Что же задело Азамата? То, что рассказывали о его, Виктора, отце и предали забвению его деда? Что же доброго сделал он людям?

— Неужели ты на самом деле ничего не знаешь о моем деде? — Азамат откусил кусок травинки и сплюнул брезгливо, — Ни за что не поверю! — Он поднялся и, сложив по-турецки ноги, сел и уставился с недоверием.

— Расскажи, если не секрет, — предложил Виктор и тоже поднялся. — Может быть, это государственная тайна… — Он, похоже, решил позлить сверстника.

— У деда моего никакой тайны не было. Все знали, кто он и какую пользу принес людям. И если бы жил… сколько бы еще сделал. А скажи, дома, заводы, которые построил дед, он взял с собой в могилу? Разве все это не осталось людям? — Азамат махнул рукой: чего, мол, доказывать, если тебя упорно не хотят понять.

Лицо его в черных волосах, густо заструившихся на смуглых раскрасневшихся щеках, было недовольным.

— Да какие это заводы! — бросил Виктор насмешливо. — Примитивные кустарные производства. Все держалось на горбе рабочих. По двенадцать, четырнадцать часов работали, — продолжал он без особого желания. — Эксплуатировал людей. И наживался.

Азамат минуту таращил глаза, удивленно приоткрыв рот с черными тонкими усами, потом ринулся в бой:

— Он нажил? Да, нажил? А где оно, богатство? — На тонкой шее вздулись вены.

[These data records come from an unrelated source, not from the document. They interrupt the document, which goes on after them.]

//! Persistent input cursors.
//!
//! A cursor is a cheap, immutable view of "the rest of the input". Advancing a cursor returns a
//! new cursor and leaves the old one untouched, so backtracking is just holding on to an older
//! cursor.

/// A persistent cursor over a sequence of items.
pub trait Input: Clone {
    /// The type of item produced by the cursor.
    type Item: Clone;

    /// The position of the cursor, counted in items from the start of the input.
    fn position(&self) -> usize;

    /// The item under the cursor, or [`None`] at the end of the input.
    fn current(&self) -> Option<Self::Item>;

    /// Returns a cursor pointing at the next item. At the end of the input, returns an
    /// equivalent cursor.
    fn advance(&self) -> Self;

    /// Returns true if there are no more items to read.
    fn is_eof(&self) -> bool {
        self.current().is_none()
    }
}

/// A cursor over the [`char`]s of a string slice.
///
/// [`Input::position`] counts characters, not bytes, so positions can be used directly as
/// spans when reporting errors.
#[derive(Debug, Clone, Copy, PartialEq, Eq)]
pub struct StrInput<'a> {
    /// The complete source text.
    source: &'a str,

    /// The byte offset of the cursor in `source`.
    offset: usize,

    /// The character index of the cursor in `source`.
    position: usize,
}

impl<'a> StrInput<'a> {
    /// Creates a cursor at the start of the given source.
    pub fn new(source: &'a str) -> Self {
        Self { source, offset: 0, position: 0 }
    }

    /// Returns the complete source text.
    pub fn source(&self) -> &'a str {
        self.source
    }

    /// Returns the unread part of the source text.
    pub fn remaining(&self) -> &'a str {
        &self.source[self.offset..]
    }

    /// Returns the byte offset of the cursor in the source text.
    pub fn byte_offset(&self) -> usize {
        self.offset
    }
}

impl Input for StrInput<'_> {
    type Item = char;

    fn position(&self) -> usize {
        self.position
    }

    fn current(&self) -> Option<char> {
        self.remaining().chars().next()
    }

    fn advance(&self) -> Self {
        match self.current() {
            Some(c) => Self {
                source: self.source,
                offset: self.offset + c.len_utf8(),
                position: self.position + 1,
            },
            None => *self,
        }
    }
}

/// A cursor over a slice of arbitrary items, such as a pre-tokenized stream.
#[derive(Debug)]
pub struct SliceInput<'a, T> {
    items: &'a [T],
    index: usize,
}

impl<'a, T> SliceInput<'a, T> {
    /// Creates a cursor at the start of the given slice.
    pub fn new(items: &'a [T]) -> Self {
        Self { items, index: 0 }
    }

    /// Returns the unread items.
    pub fn remaining(&self) -> &'a [T] {
        &self.items[self.index..]
    }
}

impl<T> Clone for SliceInput<'_, T> {
    fn clone(&self) -> Self {
        *self
    }
}

impl<T> Copy for SliceInput<'_, T> {}

impl<T: Clone> Input for SliceInput<'_, T> {
    type Item = T;

    fn position(&self) -> usize {
        self.index
    }

    fn current(&self) -> Option<T> {
        self.items.get(self.index).cloned()
    }

    fn advance(&self) -> Self {
        Self {
            items: self.items,
            index: (self.index + 1).min(self.items.len()),
        }
    }
}

#[cfg(test)]
mod tests {
    use pretty_assertions::assert_eq;

    use super::*;

    #[test]
    fn str_input_counts_chars() {
        let start = StrInput::new("πr²");
        let after = start.advance().advance();
        assert_eq!(start.current(), Some('π'));
        assert_eq!(after.current(), Some('²'));
        assert_eq!(after.position(), 2);
        assert_eq!(after.byte_offset(), 3);
        assert_eq!(after.remaining(), "²");
    }

    #[test]
    fn advancing_past_end_is_stable() {
        let end = StrInput::new("a").advance();
        assert!(end.is_eof());
        assert_eq!(end.advance(), end);
        assert_eq!(end.position(), 1);
    }

    #[test]
    fn slice_input() {
        let items = [1, 2, 3];
        let cursor = SliceInput::new(&items).advance();
        assert_eq!(cursor.current(), Some(2));
        assert_eq!(cursor.remaining(), &[2, 3]);
        assert!(cursor.advance().advance().advance().is_eof());
    }
}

Смешным, глуповатым показался он Виктору.

— Забрали, конечно. И земли и все остальное, как и у других богачей. А как иначе?

— Забрали. Было, значит, если забрали?! — Азамат полез бы, наверно, драться, да Виктор был здоровей физически и быстро скрутил бы его в бараний рог. — А что, скажи, взять у тех, кто ни себе, ни потомству? Видел, какие дома построили в центре Владикавказа? Разве только для себя купцы и прочие строили?

— За чужой счет, — не уступал Виктор.

— А комбинат кто строил? Люди! Учительницу послушать — только об отце твоем и толкует. Других не было. Ладно. Что без толку болтать. Кроме себя, никого больше не видите. — Он вскочил на ноги, схватил портфель и побежал, быстро перебирая длинными, костлявыми ногами.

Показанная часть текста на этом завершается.